SOURCE DATA section start

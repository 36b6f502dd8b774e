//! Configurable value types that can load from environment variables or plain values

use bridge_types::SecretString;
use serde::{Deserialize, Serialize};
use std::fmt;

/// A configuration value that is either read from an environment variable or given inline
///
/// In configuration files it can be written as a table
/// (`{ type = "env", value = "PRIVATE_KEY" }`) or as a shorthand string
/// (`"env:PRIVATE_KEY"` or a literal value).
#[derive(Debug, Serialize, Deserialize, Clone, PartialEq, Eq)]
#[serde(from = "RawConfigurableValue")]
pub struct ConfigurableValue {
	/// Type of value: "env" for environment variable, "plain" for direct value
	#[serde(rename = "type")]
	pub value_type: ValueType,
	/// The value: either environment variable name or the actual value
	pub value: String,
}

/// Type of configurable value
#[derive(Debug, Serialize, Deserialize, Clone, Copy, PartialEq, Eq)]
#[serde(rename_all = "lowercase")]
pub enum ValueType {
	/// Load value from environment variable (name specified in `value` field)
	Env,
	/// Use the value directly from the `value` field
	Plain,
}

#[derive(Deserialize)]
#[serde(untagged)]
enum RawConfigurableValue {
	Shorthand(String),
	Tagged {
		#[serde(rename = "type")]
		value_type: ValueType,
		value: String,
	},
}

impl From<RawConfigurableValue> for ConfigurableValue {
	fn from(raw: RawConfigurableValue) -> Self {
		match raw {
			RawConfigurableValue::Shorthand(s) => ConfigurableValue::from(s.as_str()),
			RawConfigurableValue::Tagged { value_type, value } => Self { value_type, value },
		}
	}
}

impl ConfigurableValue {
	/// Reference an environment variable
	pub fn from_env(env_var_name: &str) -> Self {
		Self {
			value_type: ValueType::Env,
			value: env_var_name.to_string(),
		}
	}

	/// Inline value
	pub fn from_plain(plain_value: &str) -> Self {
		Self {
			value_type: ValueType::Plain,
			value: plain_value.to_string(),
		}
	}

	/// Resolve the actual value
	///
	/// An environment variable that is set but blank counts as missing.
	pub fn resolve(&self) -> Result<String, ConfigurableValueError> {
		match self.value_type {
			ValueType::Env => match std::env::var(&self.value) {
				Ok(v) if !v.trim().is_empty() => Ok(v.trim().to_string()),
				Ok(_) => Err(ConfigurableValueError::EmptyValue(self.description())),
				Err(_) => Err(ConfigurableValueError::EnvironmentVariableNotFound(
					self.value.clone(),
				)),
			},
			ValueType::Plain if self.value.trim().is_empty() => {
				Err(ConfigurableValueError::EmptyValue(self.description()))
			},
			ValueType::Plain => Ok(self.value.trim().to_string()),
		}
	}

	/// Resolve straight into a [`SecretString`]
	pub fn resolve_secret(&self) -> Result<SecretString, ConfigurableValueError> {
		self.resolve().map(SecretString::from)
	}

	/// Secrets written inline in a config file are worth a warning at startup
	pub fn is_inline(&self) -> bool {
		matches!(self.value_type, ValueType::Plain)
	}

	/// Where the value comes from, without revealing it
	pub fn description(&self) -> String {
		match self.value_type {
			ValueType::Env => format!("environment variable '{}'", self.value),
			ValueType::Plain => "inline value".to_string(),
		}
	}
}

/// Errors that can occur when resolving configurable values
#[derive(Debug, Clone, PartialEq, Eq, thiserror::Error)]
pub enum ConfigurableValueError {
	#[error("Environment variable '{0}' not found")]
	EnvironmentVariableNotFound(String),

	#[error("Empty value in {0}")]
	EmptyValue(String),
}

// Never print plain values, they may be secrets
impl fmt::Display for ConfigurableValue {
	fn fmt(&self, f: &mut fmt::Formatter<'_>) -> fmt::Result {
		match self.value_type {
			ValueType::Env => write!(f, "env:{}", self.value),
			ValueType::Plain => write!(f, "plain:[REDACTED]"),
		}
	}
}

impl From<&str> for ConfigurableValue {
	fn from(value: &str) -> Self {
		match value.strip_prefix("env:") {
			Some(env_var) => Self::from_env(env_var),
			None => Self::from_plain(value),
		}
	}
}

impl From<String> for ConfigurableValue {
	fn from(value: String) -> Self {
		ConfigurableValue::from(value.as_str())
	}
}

SOURCE DATA section end

*WORK INSTRUCTIONS*
Locate the lines above that contain "derive" and copy them.

*PROBLEM SOLUTION*
#[derive(Debug, Serialize, Deserialize, Clone, PartialEq, Eq)]
#[derive(Debug, Serialize, Deserialize, Clone, Copy, PartialEq, Eq)]
#[derive(Deserialize)]
#[derive(Debug, Clone, PartialEq, Eq, thiserror::Error)]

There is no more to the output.